Everyday Applications of Chemistry
Chemical reactions occur continuously in the atmosphere, in factories, in vehicles, in the environment, and in our bodies. In a chemical reaction, one or more kinds of matter is changed into a new kind—or several new kinds—of matter. A few common chemical reactions are shown here. Life as we know it could not exist without these processes: plants could not photosynthesize, cars could not move, pudding could not thicken, muscles could not burn energy, glue could not stick, and fire could not burn.
Chemistry, study of the composition, structure, properties, and interactions of matter. Chemistry arose from attempts by people to transform metals into gold beginning about ad 100, an effort that became known as alchemy (see Chemistry, History of). Modern chemistry was established in the late 18th century, as scientists began identifying and verifying through scientific experimentation the elemental processes and interactions that create the gases, liquids, and solids that compose our physical world. As the field of chemistry developed in the 19th and 20th centuries, chemists learned how to create new substances that have many important applications in our lives.
Chemists, scientists who study chemistry, are more interested in the materials of which an object is made than in its size, shape, or motion. Chemists ask questions such as what happens when iron rusts, why iron rusts but tin does not, what happens when food is digested, why a solution of salt conducts electricity but a solution of sugar does not, and why some chemical changes proceed rapidly while others are slow. Chemists have learned to duplicate and produce large quantities of many useful substances that occur in nature, and they have created substances whose properties are unique.
Much of chemistry can be described as taking substances apart and putting the parts together again in different ways. Using this approach, the chemical industry produces materials that are vital to the industrialized world. Resources such as coal, petroleum, ores, plants, the sea, and the air yield raw materials that are turned into metal alloys; detergents and dyes; paints, plastics, and polymers; medicines and artificial implants; perfumes and flavors; fertilizers, herbicides, and insecticides. Today, more synthetic detergent is used than soap; cotton and wool have been displaced from many uses by artificial fibers; and wood, metal, and glass are often replaced by plastics.

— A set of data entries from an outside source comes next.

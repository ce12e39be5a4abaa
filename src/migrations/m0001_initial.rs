use cetane::prelude::*;

pub fn migration() -> Migration {
    Migration::new("0001_initial_schema")
        // documents - raw SQL for the inline UNIQUE fingerprint constraint
        .operation(RunSql::portable().for_backend(
            "sqlite",
            r#"CREATE TABLE documents (
    id TEXT PRIMARY KEY,
    fingerprint TEXT NOT NULL UNIQUE,
    file_name TEXT NOT NULL,
    media_type TEXT NOT NULL,
    file_size INTEGER NOT NULL,
    text_content TEXT,
    status TEXT NOT NULL DEFAULT 'PENDING',
    processing_error TEXT,
    created_at TEXT NOT NULL,
    updated_at TEXT NOT NULL
)"#,
        ))
        // Stage output tables - raw SQL for the one-row-per-document UNIQUE
        .operation(RunSql::portable().for_backend(
            "sqlite",
            r#"CREATE TABLE basic_infos (
    id TEXT PRIMARY KEY,
    document_id TEXT NOT NULL UNIQUE,
    contract_number TEXT,
    contract_name TEXT,
    party_a TEXT,
    party_b TEXT,
    contract_start_date TEXT,
    contract_end_date TEXT,
    contract_total_amount DOUBLE,
    contract_payment_method TEXT,
    contract_currency TEXT,
    created_at TEXT NOT NULL,
    updated_at TEXT NOT NULL,
    FOREIGN KEY (document_id) REFERENCES documents(id)
)"#,
        ))
        .operation(RunSql::portable().for_backend(
            "sqlite",
            r#"CREATE TABLE clause_analyses (
    id TEXT PRIMARY KEY,
    document_id TEXT NOT NULL UNIQUE,
    result TEXT NOT NULL,
    standard_clauses TEXT,
    created_at TEXT NOT NULL,
    updated_at TEXT NOT NULL,
    FOREIGN KEY (document_id) REFERENCES documents(id)
)"#,
        ))
        .operation(RunSql::portable().for_backend(
            "sqlite",
            r#"CREATE TABLE service_infos (
    id TEXT PRIMARY KEY,
    document_id TEXT NOT NULL UNIQUE,
    devices TEXT NOT NULL,
    maintenance TEXT NOT NULL,
    trainings TEXT NOT NULL,
    created_at TEXT NOT NULL,
    updated_at TEXT NOT NULL,
    FOREIGN KEY (document_id) REFERENCES documents(id)
)"#,
        ))
        // processing_logs - document_id is a soft reference: entries may
        // precede document creation and must survive document deletion
        .operation(
            CreateTable::new("processing_logs")
                .add_field(Field::new("id", FieldType::Text).primary_key())
                .add_field(Field::new("document_id", FieldType::Text))
                .add_field(Field::new("action", FieldType::Text).not_null())
                .add_field(Field::new("description", FieldType::Text))
                .add_field(Field::new("source", FieldType::Text))
                .add_field(Field::new("status", FieldType::Text).not_null())
                .add_field(Field::new("duration_ms", FieldType::Integer))
                .add_field(Field::new("metadata", FieldType::Text))
                .add_field(Field::new("created_at", FieldType::Text).not_null()),
        )
        .operation(AddIndex::new(
            "documents",
            Index::new("idx_documents_status_updated")
                .column("status")
                .column("updated_at"),
        ))
}
//! Diesel ORM records for database tables.
//!
//! These records provide compile-time type checking for database operations.
//! Timestamps are stored as RFC3339 strings and stage payloads as JSON text;
//! the repositories convert them to the typed models at the boundary.

use diesel::prelude::*;

use crate::schema;

/// Document record from the database.
#[derive(Queryable, Selectable, Identifiable, Debug, Clone)]
#[diesel(table_name = schema::documents)]
#[diesel(check_for_backend(diesel::sqlite::Sqlite))]
pub struct DocumentRecord {
    pub id: String,
    pub fingerprint: String,
    pub file_name: String,
    pub media_type: String,
    pub file_size: i64,
    pub text_content: Option<String>,
    pub status: String,
    pub processing_error: Option<String>,
    pub created_at: String,
    pub updated_at: String,
}

/// New document for insertion.
#[derive(Insertable, Debug)]
#[diesel(table_name = schema::documents)]
pub struct NewDocumentRecord<'a> {
    pub id: &'a str,
    pub fingerprint: &'a str,
    pub file_name: &'a str,
    pub media_type: &'a str,
    pub file_size: i64,
    pub text_content: Option<&'a str>,
    pub status: &'a str,
    pub processing_error: Option<&'a str>,
    pub created_at: &'a str,
    pub updated_at: &'a str,
}

/// Basic info record from the database.
#[derive(Queryable, Selectable, Identifiable, Debug, Clone)]
#[diesel(table_name = schema::basic_infos)]
#[diesel(check_for_backend(diesel::sqlite::Sqlite))]
pub struct BasicInfoRecord {
    pub id: String,
    pub document_id: String,
    pub contract_number: Option<String>,
    pub contract_name: Option<String>,
    pub party_a: Option<String>,
    pub party_b: Option<String>,
    pub contract_start_date: Option<String>,
    pub contract_end_date: Option<String>,
    pub contract_total_amount: Option<f64>,
    pub contract_payment_method: Option<String>,
    pub contract_currency: Option<String>,
    pub created_at: String,
    pub updated_at: String,
}

/// New basic info row for insertion.
#[derive(Insertable, Debug)]
#[diesel(table_name = schema::basic_infos)]
pub struct NewBasicInfoRecord<'a> {
    pub id: &'a str,
    pub document_id: &'a str,
    pub contract_number: Option<&'a str>,
    pub contract_name: Option<&'a str>,
    pub party_a: Option<&'a str>,
    pub party_b: Option<&'a str>,
    pub contract_start_date: Option<&'a str>,
    pub contract_end_date: Option<&'a str>,
    pub contract_total_amount: Option<f64>,
    pub contract_payment_method: Option<&'a str>,
    pub contract_currency: Option<&'a str>,
    pub created_at: &'a str,
    pub updated_at: &'a str,
}

/// Clause analysis record from the database.
#[derive(Queryable, Selectable, Identifiable, Debug, Clone)]
#[diesel(table_name = schema::clause_analyses)]
#[diesel(check_for_backend(diesel::sqlite::Sqlite))]
pub struct ClauseAnalysisRecord {
    pub id: String,
    pub document_id: String,
    pub result: String,
    pub standard_clauses: Option<String>,
    pub created_at: String,
    pub updated_at: String,
}

/// New clause analysis row for insertion.
#[derive(Insertable, Debug)]
#[diesel(table_name = schema::clause_analyses)]
pub struct NewClauseAnalysisRecord<'a> {
    pub id: &'a str,
    pub document_id: &'a str,
    pub result: &'a str,
    pub standard_clauses: Option<&'a str>,
    pub created_at: &'a str,
    pub updated_at: &'a str,
}

/// Service info record from the database.
#[derive(Queryable, Selectable, Identifiable, Debug, Clone)]
#[diesel(table_name = schema::service_infos)]
#[diesel(check_for_backend(diesel::sqlite::Sqlite))]
pub struct ServiceInfoRecord {
    pub id: String,
    pub document_id: String,
    pub devices: String,
    pub maintenance: String,
    pub trainings: String,
    pub created_at: String,
    pub updated_at: String,
}

/// New service info row for insertion.
#[derive(Insertable, Debug)]
#[diesel(table_name = schema::service_infos)]
pub struct NewServiceInfoRecord<'a> {
    pub id: &'a str,
    pub document_id: &'a str,
    pub devices: &'a str,
    pub maintenance: &'a str,
    pub trainings: &'a str,
    pub created_at: &'a str,
    pub updated_at: &'a str,
}

/// Processing log record from the database.
#[derive(Queryable, Selectable, Identifiable, Debug, Clone)]
#[diesel(table_name = schema::processing_logs)]
#[diesel(check_for_backend(diesel::sqlite::Sqlite))]
pub struct ProcessingLogRecord {
    pub id: String,
    pub document_id: Option<String>,
    pub action: String,
    pub description: Option<String>,
    pub source: Option<String>,
    pub status: String,
    pub duration_ms: Option<i64>,
    pub metadata: Option<String>,
    pub created_at: String,
}

/// New processing log entry for insertion.
#[derive(Insertable, Debug)]
#[diesel(table_name = schema::processing_logs)]
pub struct NewProcessingLogRecord<'a> {
    pub id: &'a str,
    pub document_id: Option<&'a str>,
    pub action: &'a str,
    pub description: Option<&'a str>,
    pub source: Option<&'a str>,
    pub status: &'a str,
    pub duration_ms: Option<i64>,
    pub metadata: Option<&'a str>,
    pub created_at: &'a str,
}
//! Contract document model and processing lifecycle.
//!
//! Documents are deduplicated by a SHA-256 fingerprint of their raw bytes
//! and carry an ordered processing status that the pipeline advances one
//! stage at a time.

use chrono::{DateTime, Utc};
use serde::{Deserialize, Serialize};
use sha2::{Digest, Sha256};

/// Processing status of a document.
///
/// Statuses form a fixed sequence; `Error` is reachable from any
/// non-terminal status and `Completed`/`Error` are terminal.
#[derive(Debug, Clone, Copy, PartialEq, Eq, Serialize, Deserialize)]
#[serde(rename_all = "SCREAMING_SNAKE_CASE")]
pub enum ProcessingStatus {
    Pending,
    ProcessingBasicInfo,
    ProcessingAnalysis,
    ProcessingServiceInfo,
    Completed,
    Error,
}

impl ProcessingStatus {
    /// Every non-terminal status, in pipeline order.
    ///
    /// This is the set the recovery scan filters on.
    pub const IN_FLIGHT: [ProcessingStatus; 4] = [
        Self::Pending,
        Self::ProcessingBasicInfo,
        Self::ProcessingAnalysis,
        Self::ProcessingServiceInfo,
    ];

    pub fn as_str(&self) -> &'static str {
        match self {
            Self::Pending => "PENDING",
            Self::ProcessingBasicInfo => "PROCESSING_BASIC_INFO",
            Self::ProcessingAnalysis => "PROCESSING_ANALYSIS",
            Self::ProcessingServiceInfo => "PROCESSING_SERVICE_INFO",
            Self::Completed => "COMPLETED",
            Self::Error => "ERROR",
        }
    }

    pub fn from_str(s: &str) -> Option<Self> {
        match s {
            "PENDING" => Some(Self::Pending),
            "PROCESSING_BASIC_INFO" => Some(Self::ProcessingBasicInfo),
            "PROCESSING_ANALYSIS" => Some(Self::ProcessingAnalysis),
            "PROCESSING_SERVICE_INFO" => Some(Self::ProcessingServiceInfo),
            "COMPLETED" => Some(Self::Completed),
            "ERROR" => Some(Self::Error),
            _ => None,
        }
    }

    /// The next status in the pipeline sequence, if any.
    pub fn successor(&self) -> Option<Self> {
        match self {
            Self::Pending => Some(Self::ProcessingBasicInfo),
            Self::ProcessingBasicInfo => Some(Self::ProcessingAnalysis),
            Self::ProcessingAnalysis => Some(Self::ProcessingServiceInfo),
            Self::ProcessingServiceInfo => Some(Self::Completed),
            Self::Completed | Self::Error => None,
        }
    }

    /// Whether a forward transition to `next` is allowed.
    ///
    /// Only the immediate successor or `Error` is reachable; terminal
    /// statuses allow nothing. The recovery reset to `Pending` bypasses
    /// this check deliberately.
    pub fn can_transition_to(&self, next: Self) -> bool {
        if self.is_terminal() {
            return false;
        }
        next == Self::Error || self.successor() == Some(next)
    }

    pub fn is_terminal(&self) -> bool {
        matches!(self, Self::Completed | Self::Error)
    }

    /// In-flight means the pipeline still owes this document work.
    pub fn is_in_flight(&self) -> bool {
        !self.is_terminal()
    }

    /// Whether a stage is actively claimed (excludes `Pending`).
    pub fn is_processing(&self) -> bool {
        matches!(
            self,
            Self::ProcessingBasicInfo | Self::ProcessingAnalysis | Self::ProcessingServiceInfo
        )
    }
}

/// An uploaded contract document under review.
#[derive(Debug, Clone, Serialize, Deserialize)]
pub struct Document {
    /// Unique identifier (UUID v4).
    pub id: String,
    /// SHA-256 hex digest of the raw bytes; unique across all documents.
    pub fingerprint: String,
    /// Original filename from the upload.
    pub file_name: String,
    /// Declared or sniffed media type.
    pub media_type: String,
    /// Size of the stored bytes.
    pub file_size: i64,
    /// Text extracted by the conversion call at ingest time; the payload
    /// every stage operates on.
    pub text_content: Option<String>,
    /// Current processing status.
    pub status: ProcessingStatus,
    /// Captured failure reason; present only when status is `Error`.
    pub processing_error: Option<String>,
    /// When the document was ingested.
    pub created_at: DateTime<Utc>,
    /// Bumped on every status transition; the staleness scan reads this.
    pub updated_at: DateTime<Utc>,
}

impl Document {
    /// Compute the content fingerprint for a byte payload.
    ///
    /// Depends only on the bytes, never on upload metadata.
    pub fn compute_fingerprint(content: &[u8]) -> String {
        let mut hasher = Sha256::new();
        hasher.update(content);
        hex::encode(hasher.finalize())
    }

    /// Create a new document in the initial status.
    pub fn new(fingerprint: String, file_name: String, media_type: String, file_size: i64) -> Self {
        let now = Utc::now();
        Self {
            id: uuid::Uuid::new_v4().to_string(),
            fingerprint,
            file_name,
            media_type,
            file_size,
            text_content: None,
            status: ProcessingStatus::Pending,
            processing_error: None,
            created_at: now,
            updated_at: now,
        }
    }

    pub fn is_in_flight(&self) -> bool {
        self.status.is_in_flight()
    }
}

Chemistry is often called the central science, because its interests lie between those of physics (which focuses on single substances) and biology (which focuses on complicated life processes). A living organism is a complex chemical factory in which precisely regulated reactions occur between thousands of substances. Increased understanding of the chemical behavior of these substances has led to new ways to treat disease and has even made it possible to change the genetic makeup of an organism. For example, chemists have produced strains of food plants that are hardier than the parent strain.
Because the field of chemistry covers such a broad range of topics, chemists usually specialize. Thus, chemistry is divided into a number of branches, some of which are discussed at the end of this article. Nevertheless, the process of learning the properties of a substance and of taking it apart is fundamental to nearly all of chemistry.
The first step in investigating a complex material is to try to break it down into simpler substances. Sometimes this is easy. A mixture of brass and iron tacks, for instance, could be sorted with a magnet or even by hand. Getting the salt out of brine or seawater is a little harder, but the water can be evaporated, leaving the salt. Changes of this sort, which do not alter the fundamental nature of the components of the mixture but do modify their physical condition, are called physical changes. Grinding a rock, hammering a metal, or compressing a gas causes physical changes. Another example of physical change is the melting of ice, in which water changes from the solid to the liquid state.
Salt and water may not only be separated when in solution, but each may be broken down into other substances. This, however, involves a different kind of change—one that usually requires more energy than a physical change and that alters the fundamental nature of the material. This type of change is called a chemical change. By applying electrical energy, water can be broken down into two gases, hydrogen and oxygen. Hydrogen is a light gas that burns; oxygen is a gas that is necessary to sustain animal life. Salt can be broken down by melting it, then passing an electric current through it. This produces a pungent yellow-green gas called chlorine and a soft, silvery metal called sodium, which burns readily in air.
Some materials can be broken down simply by heating them. Other materials yield to attack by another substance; for example, iron oxide ore heated with coke yields metallic iron.